Ivison describes it as “a laundering scheme that allows the Finance Minister of the day to get excess cash off the books at year-end,” but frankly, I worry it has shades of sponsorgate (the current Liberal gov’t sponsorship corruption inquiry) painted within the ugly picture. 

Where is the money being spent?  Is it being directed to more Liberal Party-friendly people and firms?  Why is most of it unspent?  What are/were the Liberals planning on doing with all those billions of our tax dollars that the Liberals funneled into these foundations over the past few years? 

One of the huge problems is that they’ve structured this colossus so that the foundations aren’t subject to public scrutiny the way most government is.  It’s our money!  Right out of our pockets!  What are they up to? 

We need answers.

Picture this: you are a senior official in the federal Department of Health responsible for liaising with Canada Health Infoway, the non-profit foundation set up by the government to introduce new technology to the health sector. When it was established in 2001, you were delighted when it was granted $500-million from the federal purse to help ensure common health information standards across the land.

Imagine your surprise when the Finance Minister awarded the foundation a further $600-million in his next budget, even though the first tranche of cash had not been spent and you hadn’t asked for any further funding. Surprise turned to embarrassment the next year when Canada Health Infoway was handed another $100-million.

By last April, the foundation had been awarded $1.2-billion, but had only provided $51-million in grants to third parties. It spent $30-million on administration but, on the bright side, it earned $83-million in interest payments, meaning the balance in its account was $1.202-billion—more than it started with.

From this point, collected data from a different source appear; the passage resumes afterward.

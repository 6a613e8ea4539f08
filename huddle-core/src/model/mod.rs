mod participant;
mod room;
mod sdp;
mod signaling;

pub use participant::{ConnectionId, ParticipantId};
pub use room::RoomId;
pub use sdp::{IceCandidate, SdpType, SessionDescription};
pub use signaling::{
    ANSWER, DecodeError, ERROR, Envelope, ICE_CANDIDATE, JOIN_ROOM, OFFER, Presence, SignalMessage,
    USER_JOINED, USER_LEFT,
};
use crate::signaling::{SignalingConnector, SignalingOutput, TransportEvent};
use async_trait::async_trait;
use huddle_core::{Envelope, IceCandidate, ParticipantId, RoomId, SessionDescription, SignalMessage};
use std::sync::Arc;
use tokio::sync::{Mutex, mpsc};
use tokio::task::JoinHandle;
use tracing::{debug, warn};

struct TransportInner {
    room: RoomId,
    outbound: Mutex<Option<mpsc::UnboundedSender<String>>>,
    reader: Mutex<Option<JoinHandle<()>>>,
}

/// The session's channel to the relay, scoped to one room.
#[derive(Clone)]
pub struct SignalingTransport {
    inner: Arc<TransportInner>,
}

impl SignalingTransport {
    /// Connects and starts decoding incoming messages into `events`.
    ///
    /// Messages that fail to decode are delivered as `error` messages.
    /// `TransportEvent::Closed` is sent once if the relay side goes away.
    pub async fn open(
        connector: &dyn SignalingConnector,
        room: RoomId,
        events: mpsc::Sender<TransportEvent>,
    ) -> anyhow::Result<Self> {
        let channel = connector.connect(&room).await?;
        let mut inbound = channel.inbound;

        let reader_room = room.clone();
        let reader = tokio::spawn(async move {
            while let Some(text) = inbound.recv().await {
                let envelope = match Envelope::decode(&text) {
                    Ok(envelope) => envelope,
                    Err(e) => {
                        warn!("Undecodable message in room {}: {}", reader_room, e);
                        Envelope::new(SignalMessage::Error(format!("undecodable message: {e}")))
                    }
                };
                if events.send(TransportEvent::Message(envelope)).await.is_err() {
                    return;
                }
            }
            debug!("Relay channel for room {} ended", reader_room);
            let _ = events.send(TransportEvent::Closed).await;
        });

        Ok(Self {
            inner: Arc::new(TransportInner {
                room,
                outbound: Mutex::new(Some(channel.outbound)),
                reader: Mutex::new(Some(reader)),
            }),
        })
    }

    pub fn room(&self) -> &RoomId {
        &self.inner.room
    }

    /// Queues a message for the relay. Dropped silently when closed.
    pub async fn send(&self, envelope: Envelope) {
        let outbound = self.inner.outbound.lock().await;
        let Some(tx) = outbound.as_ref() else {
            debug!("Dropping {} on closed transport", envelope.message.kind());
            return;
        };
        match envelope.encode() {
            Ok(text) => {
                let _ = tx.send(text);
            }
            Err(e) => warn!("Failed to encode {}: {}", envelope.message.kind(), e),
        }
    }

    pub async fn is_open(&self) -> bool {
        self.inner
            .outbound
            .lock()
            .await
            .as_ref()
            .is_some_and(|tx| !tx.is_closed())
    }

    /// Closes the channel. Later calls do nothing.
    pub async fn close(&self) {
        if self.inner.outbound.lock().await.take().is_some() {
            debug!("Closed relay channel for room {}", self.inner.room);
        }
        if let Some(reader) = self.inner.reader.lock().await.take() {
            reader.abort();
        }
    }
}

#[async_trait]
impl SignalingOutput for SignalingTransport {
    async fn send_offer(&self, target: ParticipantId, description: SessionDescription) {
        self.send(Envelope::new(SignalMessage::Offer {
            target,
            description,
        }))
        .await;
    }

    async fn send_answer(&self, target: ParticipantId, description: SessionDescription) {
        self.send(Envelope::new(SignalMessage::Answer {
            target,
            description,
        }))
        .await;
    }

    async fn send_ice(&self, target: ParticipantId, candidate: IceCandidate) {
        self.send(Envelope::new(SignalMessage::IceCandidate { target, candidate }))
            .await;
    }
}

The level of inactivity could be career-limiting but the happy news for you, as a federal official in the sponsoring department, is that it has nothing to do with you. Foundations are arm’s-length creatures and, once the money has been transferred from federal coffers, what they do with it is their business. Even more fortuitously, no one outside of the foundation really knows what is going on because there is very little accountability. Sure, they are required to provide a financial audit from an external auditor, but what does a financial audit of a corporation that is apparently moribund tell anyone? The Auditor-General and her tiresome performance reviews hold no sway here, so life can go on pretty much undisturbed.

Welcome to the wonderful world of foundations—a laundering scheme that allows the Finance Minister of the day to get excess cash off the books at year-end, so that grasping provinces, whining interest groups and those dreary taxpayers can’t point to a bulging surplus and complain that they are more deserving of the funds. In much the same way as the Finance Minister pads each department with generous contingency funds that are never used, foundations provide the government with plausible deniability when the provinces and others come calling, because as soon as the money is transferred, it is written off as an expense.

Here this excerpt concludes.